Dataset section start

//! Base provider trait and message types for Confab
//!
//! This module defines the Provider trait implemented by generation-service
//! clients, along with the chat message type exchanged with them.

use crate::error::Result;
use async_trait::async_trait;
use serde::{Deserialize, Serialize};

/// Message structure for an outbound chat request
///
/// A flattened view of the conversation sent to the provider. The optional
/// cache hint is opaque to the core; providers that support prompt caching
/// translate it into their wire format, others ignore it. The prompt
/// builder sets it on the leading system message only.
#[derive(Debug, Clone, PartialEq, Serialize, Deserialize)]
pub struct ChatMessage {
    /// Role of the message sender (system, user, assistant)
    pub role: String,
    /// Content of the message
    pub content: String,
    /// Provider-side prompt-caching hint
    #[serde(default, skip_serializing_if = "std::ops::Not::not")]
    pub cache_hint: bool,
}

impl ChatMessage {
    /// Creates a new user message
    ///
    /// # Examples
    ///
    /// ```
    /// use confab::providers::ChatMessage;
    ///
    /// let msg = ChatMessage::user("Hello!");
    /// assert_eq!(msg.role, "user");
    /// ```
    pub fn user(content: impl Into<String>) -> Self {
        Self {
            role: "user".to_string(),
            content: content.into(),
            cache_hint: false,
        }
    }

    /// Creates a new assistant message
    pub fn assistant(content: impl Into<String>) -> Self {
        Self {
            role: "assistant".to_string(),
            content: content.into(),
            cache_hint: false,
        }
    }

    /// Creates a new system message
    ///
    /// # Examples
    ///
    /// ```
    /// use confab::providers::ChatMessage;
    ///
    /// let msg = ChatMessage::system("You are a helpful assistant");
    /// assert_eq!(msg.role, "system");
    /// ```
    pub fn system(content: impl Into<String>) -> Self {
        Self {
            role: "system".to_string(),
            content: content.into(),
            cache_hint: false,
        }
    }

    /// Marks this message with the provider-side cache hint
    pub fn with_cache_hint(mut self) -> Self {
        self.cache_hint = true;
        self
    }
}

/// Provider trait for generation services
///
/// The core talks to exactly one provider per invocation through this
/// trait; both the conversation manager and the adaptive pruning strategy
/// consume it.
///
/// # Examples
///
/// ```
/// use confab::providers::{ChatMessage, Provider};
/// use confab::error::Result;
/// use async_trait::async_trait;
///
/// struct EchoProvider;
///
/// #[async_trait]
/// impl Provider for EchoProvider {
///     async fn complete(&self, messages: &[ChatMessage]) -> Result<String> {
///         Ok(messages.last().map(|m| m.content.clone()).unwrap_or_default())
///     }
/// }
/// ```
#[async_trait]
pub trait Provider: Send + Sync {
    /// Completes a conversation and returns the assistant's response text
    ///
    /// # Errors
    ///
    /// Returns an error if the request fails after retries or the response
    /// payload is malformed.
    async fn complete(&self, messages: &[ChatMessage]) -> Result<String>;
}
//! The `info` command: show context metadata for the directory

use colored::Colorize;

use crate::context::Manager;

/// Prints human-readable context information
///
/// The pruning advisory, when present, is highlighted on its own line.
pub fn run(manager: &Manager) {
    for line in manager.info().lines() {
        if line.starts_with("Warning:") {
            println!("{}", line.yellow());
        } else {
            println!("{}", line);
        }
    }
}
use std::path::Path;

use tempfile::TempDir;
use wiremock::MockServer;

use confab::config::Config;
use confab::context::Manager;
use confab::storage::ContextStorage;

/// Builds a config pointing at a mock chat completions server
#[allow(dead_code)]
pub fn test_config(server: &MockServer) -> Config {
    Config {
        api_key: "test-key".to_string(),
        model: "gpt-4o".to_string(),
        os: "Linux".to_string(),
        api_url: format!("{}/v1/chat/completions", server.uri()),
    }
}

/// Creates a manager whose storage lives under the given tempdir
#[allow(dead_code)]
pub fn manager_for(server: &MockServer, tmp: &TempDir) -> Manager {
    Manager::with_storage(
        test_config(server),
        tmp.path().to_path_buf(),
        storage_for(tmp),
    )
    .expect("failed to create manager")
}

/// Storage rooted under the tempdir, for seeding and reloading stores
#[allow(dead_code)]
pub fn storage_for(tmp: &TempDir) -> ContextStorage {
    ContextStorage::with_root(tmp.path().join("contexts"))
}

/// Reloads the persisted store for a directory
#[allow(dead_code)]
pub fn reload_store(tmp: &TempDir, directory: &Path) -> confab::context::ContextStore {
    storage_for(tmp).load(directory).expect("failed to reload store")
}

/// Chat completion response body with the given assistant content
#[allow(dead_code)]
pub fn completion_json(content: &str) -> serde_json::Value {
    serde_json::json!({
        "choices": [{ "message": { "role": "assistant", "content": content } }]
    })
}
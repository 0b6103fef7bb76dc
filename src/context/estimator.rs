//! Token estimation for conversation context
//!
//! Pure functions mapping store content to an approximate token count.
//! Message content uses a 4:1 character-to-token ratio (a coarse
//! approximation, not a tokenizer). The analysis cache is deliberately
//! estimated at a denser 3.5:1 ratio plus a small per-config-file overhead;
//! the pruning thresholds were calibrated against this asymmetry, so both
//! ratios are load-bearing.

use crate::context::store::{AnalysisCache, Message};

/// Tokens charged per detected config filename in the analysis cache
const CONFIG_FILE_OVERHEAD: usize = 10;

/// Estimates the token count of a sequence of messages
///
/// Each message contributes `content.len() / 4` tokens.
pub fn estimate_messages(messages: &[Message]) -> usize {
    messages.iter().map(|msg| msg.content.len() / 4).sum()
}

/// Estimates the token count of a cached directory analysis
///
/// The file tree and README excerpt are charged at a 3.5:1 ratio, plus a
/// fixed overhead per detected config filename.
pub fn estimate_analysis_cache(cache: &AnalysisCache) -> usize {
    let text_len = cache.file_tree.len()
        + cache
            .readme_content
            .as_deref()
            .map_or(0, |readme| readme.len());

    (text_len as f64 / 3.5) as usize + cache.primary_configs.len() * CONFIG_FILE_OVERHEAD
}

/// Estimates the total token count of a store's content
///
/// # Examples
///
/// ```
/// use confab::context::estimator::estimate_store;
/// use confab::context::store::Message;
///
/// let messages = vec![Message::new("user", "What does this project do?")];
/// assert_eq!(estimate_store(&messages, None), 6);
/// ```
pub fn estimate_store(messages: &[Message], cache: Option<&AnalysisCache>) -> usize {
    estimate_messages(messages) + cache.map_or(0, estimate_analysis_cache)
}

#[cfg(test)]
mod tests {
    use super::*;

    fn cache(tree: &str, readme: Option<&str>, configs: &[&str]) -> AnalysisCache {
        AnalysisCache {
            file_tree: tree.to_string(),
            readme_content: readme.map(str::to_string),
            primary_configs: configs.iter().map(|s| s.to_string()).collect(),
        }
    }

    #[test]
    fn test_empty_messages_estimate_zero() {
        assert_eq!(estimate_messages(&[]), 0);
    }

    #[test]
    fn test_message_ratio_is_four_to_one() {
        let messages = vec![Message::new("user", "a".repeat(400))];
        assert_eq!(estimate_messages(&messages), 100);
    }

    #[test]
    fn test_message_estimate_floors() {
        let messages = vec![Message::new("user", "abc")];
        assert_eq!(estimate_messages(&messages), 0);
    }

    #[test]
    fn test_messages_sum_across_roles() {
        let messages = vec![
            Message::new("user", "x".repeat(40)),
            Message::new("assistant", "y".repeat(80)),
        ];
        assert_eq!(estimate_messages(&messages), 30);
    }

    #[test]
    fn test_cache_ratio_is_denser_than_message_ratio() {
        let text = "z".repeat(3500);
        let as_message = estimate_messages(&[Message::new("user", text.clone())]);
        let as_cache = estimate_analysis_cache(&cache(&text, None, &[]));
        assert_eq!(as_cache, 1000);
        assert!(as_cache > as_message);
    }

    #[test]
    fn test_cache_includes_readme_and_config_overhead() {
        let c = cache(&"t".repeat(350), Some(&"r".repeat(350)), &["go.mod", "Makefile"]);
        assert_eq!(estimate_analysis_cache(&c), 200 + 2 * CONFIG_FILE_OVERHEAD);
    }

    #[test]
    fn test_store_estimate_combines_messages_and_cache() {
        let messages = vec![Message::new("user", "m".repeat(400))];
        let c = cache(&"t".repeat(3500), None, &[]);
        assert_eq!(estimate_store(&messages, None), 100);
        assert_eq!(estimate_store(&messages, Some(&c)), 1100);
    }
}
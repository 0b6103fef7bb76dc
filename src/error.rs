//! Error types for Confab
//!
//! This module defines all error types used throughout the application,
//! using `thiserror` for ergonomic error handling.

use thiserror::Error;

/// Main error type for Confab operations
///
/// This enum encompasses all possible errors that can occur during
/// configuration loading, provider interactions, context persistence,
/// directory analysis, and pruning.
#[derive(Error, Debug)]
pub enum ConfabError {
    /// Configuration-related errors (missing credentials, bad values)
    #[error("Configuration error: {0}")]
    Config(String),

    /// Provider-related errors (API calls, malformed responses)
    #[error("Provider error: {0}")]
    Provider(String),

    /// Context storage errors (corrupt files, write failures)
    #[error("Storage error: {0}")]
    Storage(String),

    /// Directory analysis errors
    #[error("Analysis error: {0}")]
    Analysis(String),

    /// Pruning errors (malformed adaptive responses)
    #[error("Pruning error: {0}")]
    Pruning(String),

    /// IO errors
    #[error("IO error: {0}")]
    Io(#[from] std::io::Error),

    /// JSON serialization/deserialization errors
    #[error("Serialization error: {0}")]
    Serialization(#[from] serde_json::Error),

    /// HTTP request errors
    #[error("HTTP error: {0}")]
    Http(#[from] reqwest::Error),
}

/// Result type alias for Confab operations
///
/// This is a convenience alias that uses `anyhow::Error` as the error type,
/// allowing for rich error context and easy error propagation.
pub type Result<T> = anyhow::Result<T>;
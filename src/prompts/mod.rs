//! System prompt construction for Confab
//!
//! The instruction preamble is rebuilt from scratch on every query; stored
//! system messages are never replayed, so the preamble cannot accumulate.
//! When a directory analysis is cached its rendering rides along in the
//! same leading system message, which also carries the provider cache hint.

use crate::context::store::{AnalysisCache, Message};
use crate::providers::ChatMessage;

/// Builds the base system prompt for the assistant
pub fn base_system_prompt(os: &str, directory: &str) -> String {
    format!(
        "You are a helpful AI assistant integrated into the 'confab' CLI tool. You help users \
         work with their projects through conversational queries.\n\
         \n\
         IMPORTANT CONTEXT AWARENESS:\n\
         - This is a stateful conversation. You have access to the full conversation history.\n\
         - You are currently in directory: {directory}\n\
         - The user can run 'confab ask --analyze <query>' to provide you with project \
         structure information.\n\
         - If you need more context about the project structure, suggest: 'For more context, \
         try: confab ask --analyze \"your question here\"'\n\
         - Note: Queries with special shell characters should be quoted\n\
         \n\
         ENVIRONMENT INFORMATION:\n\
         - You are running in a CLI in a bare xterm-compatible shell\n\
         - Do not use markdown formatting as there is nothing to render it\n\
         \n\
         RESPONSE STYLE:\n\
         - Be concise\n\
         - Provide concrete, actionable answers\n\
         - Include code examples when relevant\n\
         - Reference previous conversation when relevant\n\
         \n\
         CONTEXT MANAGEMENT:\n\
         - This conversation has a limited context window\n\
         - If the conversation becomes too long, you will be asked to help prune less relevant \
         exchanges\n\
         - When asked to prune, identify the least relevant exchanges and suggest removing them\n\
         \n\
         OS: {os}"
    )
}

/// Renders the cached directory analysis as additional system context
pub fn analysis_system_prompt(cache: &AnalysisCache) -> String {
    let mut prompt = String::from(
        "\n\nPROJECT ANALYSIS:\nThe following information has been gathered about this \
         project:\n\n",
    );

    if !cache.file_tree.is_empty() {
        prompt.push_str(&format!("FILE TREE:\n{}\n\n", cache.file_tree));
    }

    if let Some(readme) = cache.readme_content.as_deref() {
        if !readme.is_empty() {
            prompt.push_str(&format!("README:\n{}\n\n", readme));
        }
    }

    if !cache.primary_configs.is_empty() {
        prompt.push_str("PRIMARY CONFIGURATION FILES:\n");
        for config in &cache.primary_configs {
            prompt.push_str(&format!("- {}\n", config));
        }
        prompt.push('\n');
    }

    prompt.push_str("Use this information to provide more accurate and project-specific responses.");
    prompt
}

/// Assembles the outbound message sequence for one query
///
/// The freshly built preamble (plus analysis rendering, when present) goes
/// first as a cache-hinted system message, followed by the stored
/// conversation in order. Stored system-role messages are dropped from the
/// replay.
pub fn build_messages(
    directory: &str,
    os: &str,
    messages: &[Message],
    analysis: Option<&AnalysisCache>,
) -> Vec<ChatMessage> {
    let mut system_prompt = base_system_prompt(os, directory);
    if let Some(cache) = analysis {
        system_prompt.push_str(&analysis_system_prompt(cache));
    }

    let mut out = Vec::with_capacity(messages.len() + 1);
    out.push(ChatMessage::system(system_prompt).with_cache_hint());

    for msg in messages {
        if msg.is_system() {
            continue;
        }
        out.push(ChatMessage {
            role: msg.role.clone(),
            content: msg.content.clone(),
            cache_hint: false,
        });
    }

    out
}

Dataset section end

Activity: From the first line of the data through the line with "pub struct ChatMessage", quote each line exactly and add nothing else.

Exercise result:
//! Base provider trait and message types for Confab
//!
//! This module defines the Provider trait implemented by generation-service
//! clients, along with the chat message type exchanged with them.

use crate::error::Result;
use async_trait::async_trait;
use serde::{Deserialize, Serialize};

/// Message structure for an outbound chat request
///
/// A flattened view of the conversation sent to the provider. The optional
/// cache hint is opaque to the core; providers that support prompt caching
/// translate it into their wire format, others ignore it. The prompt
/// builder sets it on the leading system message only.
#[derive(Debug, Clone, PartialEq, Serialize, Deserialize)]
pub struct ChatMessage {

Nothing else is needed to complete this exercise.